Adams recognizes the damage and sensitivities caused by colonial actions of the past and present, in terms of cultural knowledge suppression and natural resource extraction. “Conducting science in a colonial landscape can be quite extractive,” Adams explains. “I try to reflect, and share my reflections, on how scientists can be better about how they do science, and how they can be more inclusive.”
Fortunately, traditional ecological knowledge is increasingly a focus of discussion within natural resource fields of study. But when it comes to standardized protocols for collaborative, community-engaged research, few references have been published for ecologists and earth scientists.
To address this gap, Adams teamed with her mentors at various Coastal First Nations stewardship agencies, Spirit Bear Research Foundation, Hakai Institute, and at the University of Victoria to draft such a reference. Their ideas culminated in a framework titled “De-Centering the University from Community-Based Research: A Framework for Engagement Between Academic and Indigenous Collaborators in Natural Resource and Conservation Research.”
It is an elegant set of recommendations that holds many applications for academics seeking to venture beyond their classical training — and embrace an ethic of respect when growing and sharing scientific knowledge.
The framework was published as a chapter in Toolbox of Research Principles in an Aboriginal Context, a handbook issued by the First Nations of Quebec and Labrador Health and Social Services Commission in 2015. Four authors from Western academic traditions and four authors from indigenous knowledge traditions contributed to the chapter.

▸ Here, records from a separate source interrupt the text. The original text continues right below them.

//! Splitting a free-text value into paragraph blocks

use once_cell::sync::Lazy;
use regex::Regex;

use crate::template::heading::BULLET_GLYPHS;

static DOTTED_HEADING_LINE: Lazy<Regex> = Lazy::new(|| Regex::new(r"^\d+(?:\.\d+)+\s+").unwrap());
static SIMPLE_NUMBERED_ITEM: Lazy<Regex> = Lazy::new(|| Regex::new(r"^\d+[\.\)]\s+").unwrap());
static BLOCK_SEPARATOR: Lazy<Regex> = Lazy::new(|| Regex::new(r"\n{2,}").unwrap());
static LEADING_GLYPHS: Lazy<Regex> = Lazy::new(|| {
    Regex::new(r"^[\u{2022}\u{2023}\u{25E6}\u{2043}\u{2219}\u{00B7}\-\*\u{2013}\u{2014}\.\)\s]+")
        .unwrap()
});

/// Strip leading bullet glyphs and list punctuation
pub fn clean_bullet_text(text: &str) -> String {
    LEADING_GLYPHS.replace(text.trim(), "").trim().to_string()
}

/// `true` when the text opens with a bullet glyph or `1.` / `1)` numbering
pub fn text_looks_like_list_item(text: &str) -> bool {
    let stripped = text.trim();
    if stripped.is_empty() {
        return false;
    }
    stripped.starts_with(BULLET_GLYPHS) || SIMPLE_NUMBERED_ITEM.is_match(stripped)
}

/// A line that reads like a sub-heading typed into plain text
fn line_is_section_heading(line: &str) -> bool {
    let stripped = line.trim();
    if stripped.is_empty() || stripped.starts_with(BULLET_GLYPHS) {
        return false;
    }
    if DOTTED_HEADING_LINE.is_match(stripped) {
        return true;
    }
    let alpha_words: Vec<&str> = stripped
        .split_whitespace()
        .filter(|word| word.chars().next().is_some_and(char::is_alphabetic))
        .collect();
    (2..=8).contains(&alpha_words.len())
        && alpha_words
            .iter()
            .all(|word| word.chars().next().is_some_and(char::is_uppercase))
}

/// Insert a blank line ahead of every sub-heading line that directly
/// follows a non-blank line
pub fn ensure_section_breaks(text: &str) -> String {
    let mut rebuilt: Vec<&str> = Vec::new();
    for line in text.split('\n') {
        let previous_filled = rebuilt.last().is_some_and(|prev| !prev.trim().is_empty());
        if previous_filled && line_is_section_heading(line) {
            rebuilt.push("");
        }
        rebuilt.push(line);
    }
    rebuilt.join("\n")
}

/// Split on blank lines. With a known target count, fall back to one block
/// per non-blank line when that reaches the target, then pad with empty
/// blocks. Never truncates.
pub fn split_paragraph_blocks(text: &str, target: Option<usize>) -> Vec<String> {
    let normalized = text.replace("\r\n", "\n").replace('\r', "\n");
    let normalized = ensure_section_breaks(&normalized);
    let target = target.filter(|count| *count > 0);

    let mut blocks: Vec<String> = if normalized.trim().is_empty() {
        vec![String::new()]
    } else {
        BLOCK_SEPARATOR
            .split(&normalized)
            .map(|block| block.trim().to_string())
            .collect()
    };

    if let Some(target) = target {
        if blocks.len() < target {
            let lines: Vec<String> = normalized
                .split('\n')
                .map(str::trim)
                .filter(|line| !line.is_empty())
                .map(str::to_string)
                .collect();
            if lines.len() >= target {
                blocks = lines;
            }
        }
        if blocks.len() < target {
            blocks.resize(target, String::new());
        }
    }

    if blocks.is_empty() {
        blocks.push(String::new());
    }
    blocks
}

#[cfg(test)]
mod tests {
    use super::*;

    #[test]
    fn test_list_item_detection() {
        assert!(text_looks_like_list_item("• first"));
        assert!(text_looks_like_list_item("  - dash"));
        assert!(text_looks_like_list_item("3) third"));
        assert!(text_looks_like_list_item("12. twelfth"));
        assert!(!text_looks_like_list_item("2024 was a year"));
        assert!(!text_looks_like_list_item("Plain sentence."));
        assert!(!text_looks_like_list_item("   "));
    }

    #[test]
    fn test_clean_bullet_text() {
        assert_eq!(clean_bullet_text("•  Item one"), "Item one");
        assert_eq!(clean_bullet_text(" - * nested"), "nested");
        assert_eq!(clean_bullet_text("– dash item"), "dash item");
        assert_eq!(clean_bullet_text("No glyph"), "No glyph");
    }

    #[test]
    fn test_section_breaks_before_embedded_headings() {
        let text = "Intro sentence here.\nProject Timeline\nmore text follows\n1.2 Sub item";
        assert_eq!(
            ensure_section_breaks(text),
            "Intro sentence here.\n\nProject Timeline\nmore text follows\n\n1.2 Sub item"
        );
        // already separated
        assert_eq!(ensure_section_breaks("a\n\nNext Part"), "a\n\nNext Part");
        // bullets never count as headings
        assert_eq!(ensure_section_breaks("x\n• Big Bold Words"), "x\n• Big Bold Words");
    }

    #[test]
    fn test_split_on_blank_lines() {
        assert_eq!(
            split_paragraph_blocks("one\n\n\ntwo\r\n\r\nthree", None),
            vec!["one", "two", "three"]
        );
        assert_eq!(split_paragraph_blocks("", None), vec![""]);
        assert_eq!(split_paragraph_blocks("  \n ", Some(2)), vec!["", ""]);
    }

    #[test]
    fn test_split_falls_back_to_lines_when_target_reached() {
        assert_eq!(
            split_paragraph_blocks("- a\n- b\n- c", Some(3)),
            vec!["- a", "- b", "- c"]
        );
        // too few lines to reach the target: keep blocks and pad
        assert_eq!(
            split_paragraph_blocks("- a\n- b", Some(3)),
            vec!["- a\n- b", "", ""]
        );
    }

    #[test]
    fn test_split_never_truncates() {
        assert_eq!(
            split_paragraph_blocks("a\n\nb\n\nc\n\nd\n\ne", Some(3)).len(),
            5
        );
    }
}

Although inspired by their collaborative studies on grizzly and black bear conservation in Coastal First Nations territory, the framework penned by Adams and coauthors is structured to be adaptable across research topics and geographic contexts. Indeed, the recommendations focus on improving research process itself — on considering the research outcomes and consequences for the partner community, and on ways to ensure respect for that community.
“This framework may seem like reinventing the wheel,” says Adams, acknowledging that social sciences fields, such as anthropology and geography, have richer traditions in addressing community impacts and ethical implications in their methodology. “But to us, it seemed like these were things that needed to be shared with the natural sciences.”

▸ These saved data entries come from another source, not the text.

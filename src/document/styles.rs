//! Style sheet lookup from `word/styles.xml`
//!
//! Paragraphs reference styles by id (`Heading1`) while heading detection and
//! stored metadata work with display names (`heading 1`). This maps between
//! the two.

use std::collections::HashMap;

use super::xml::XmlElement;

#[derive(Debug, Clone, Default)]
pub struct StyleSheet {
    names_by_id: HashMap<String, String>,
    default_paragraph: Option<String>,
}

impl StyleSheet {
    pub fn from_root(root: &XmlElement) -> Self {
        let mut sheet = StyleSheet::default();

        for style in root.children_named("w:style") {
            let Some(id) = style.attr("w:styleId") else {
                continue;
            };
            let name = style
                .child("w:name")
                .and_then(|n| n.attr("w:val"))
                .unwrap_or(id);
            sheet.names_by_id.insert(id.to_string(), name.to_string());

            let is_paragraph = style.attr("w:type") == Some("paragraph");
            let is_default = matches!(style.attr("w:default"), Some("1" | "true" | "on"));
            if is_paragraph && is_default {
                sheet.default_paragraph = Some(id.to_string());
            }
        }

        sheet
    }

    /// Display name for a style id, falling back to the id itself
    pub fn name_for_id<'a>(&'a self, id: &'a str) -> &'a str {
        self.names_by_id.get(id).map(String::as_str).unwrap_or(id)
    }

    /// Style name applied to a paragraph with the given `w:pStyle` value
    pub fn paragraph_style_name(&self, style_id: Option<&str>) -> Option<String> {
        match style_id {
            Some(id) => Some(self.name_for_id(id).to_string()),
            None => self
                .default_paragraph
                .as_deref()
                .map(|id| self.name_for_id(id).to_string()),
        }
    }

    /// Resolve a style name (or id) back to the id to write into `w:pStyle`
    pub fn id_for_name(&self, name: &str) -> Option<&str> {
        if self.names_by_id.contains_key(name) {
            return self.names_by_id.get_key_value(name).map(|(id, _)| id.as_str());
        }
        self.names_by_id
            .iter()
            .find(|(_, style_name)| style_name.eq_ignore_ascii_case(name))
            .map(|(id, _)| id.as_str())
    }

    pub fn is_default_paragraph(&self, id: &str) -> bool {
        self.default_paragraph.as_deref() == Some(id)
    }
}
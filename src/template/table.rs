//! Table summarizer
//!
//! Extracts every body table's cell text and ties it to the section whose
//! content (or heading) precedes it in the body.

use std::collections::HashMap;

use super::models::{CellRef, Section, TableSummary};
use crate::document::table as tbl;
use crate::document::{BodyItem, Document};

/// Humanize a field name: `_`, `-` and `.` become spaces, words capitalized
pub fn friendly_label_from_name(name: &str) -> String {
    name.replace(['_', '-', '.'], " ")
        .split_whitespace()
        .map(capitalize)
        .collect::<Vec<_>>()
        .join(" ")
}

fn capitalize(word: &str) -> String {
    let mut chars = word.chars();
    match chars.next() {
        Some(first) => first
            .to_uppercase()
            .chain(chars.flat_map(char::to_lowercase))
            .collect(),
        None => String::new(),
    }
}

/// Section owning body paragraph `index`, by content range first and then
/// by heading
fn section_for_paragraph<'a>(
    index: usize,
    sections: &'a [Section],
    by_heading: &HashMap<usize, &'a str>,
) -> Option<&'a str> {
    sections
        .iter()
        .find(|s| s.content_start <= index && index < s.content_end)
        .map(|s| s.id.as_str())
        .or_else(|| by_heading.get(&index).copied())
}

pub fn summarize_tables(document: &Document, sections: &[Section]) -> Vec<TableSummary> {
    let by_heading: HashMap<usize, &str> = sections
        .iter()
        .map(|s| (s.heading_index, s.id.as_str()))
        .collect();
    let items = document.body_items();

    let mut summaries = Vec::with_capacity(document.table_count());
    for (position, item) in items.iter().enumerate() {
        let BodyItem::Table(table_index) = *item else {
            continue;
        };
        let Some(table) = document.table(table_index) else {
            continue;
        };

        let mut rows = Vec::new();
        let mut cell_meta = Vec::new();
        for (r, row) in tbl::rows(table).enumerate() {
            let mut values = Vec::new();
            let mut refs = Vec::new();
            for (c, cell) in tbl::cells(row).enumerate() {
                values.push(tbl::cell_text(cell).trim().to_string());
                refs.push(CellRef { row: r, col: c });
            }
            rows.push(values);
            cell_meta.push(refs);
        }

        let section_id = items[..position].iter().rev().find_map(|prev| match prev {
            BodyItem::Paragraph(index) => section_for_paragraph(*index, sections, &by_heading),
            _ => None,
        });

        let label = rows
            .first()
            .and_then(|row| row.first())
            .filter(|cell| !cell.is_empty())
            .cloned()
            .unwrap_or_else(|| format!("Table {}", table_index + 1));

        log::debug!(
            "Table {table_index}: {} rows, section {:?}",
            rows.len(),
            section_id
        );

        summaries.push(TableSummary {
            table_index,
            rows,
            cell_meta,
            section_id: section_id.map(str::to_string),
            label,
        });
    }

    summaries
}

A table summarizes the framework succinctly, offering recommendations for both the academic partner and the community partner — then sorting them for each stage in the research process: project conception, project design, project implementation, and knowledge dissemination.
Additional wisdoms dot the rest of the chapter, from the subtle (visiting academics ought to avoid phrases like “my study area”) to the fundamental (information gathered from indigenous knowledge holders rightfully remains their property, and should not be subsumed as the intellectual property of the academic institution).
“This process requires that each party seek to enhance its individual strengths,” the authors write in their opening, “and cultivate benefits from research by respecting and working together throughout the process.”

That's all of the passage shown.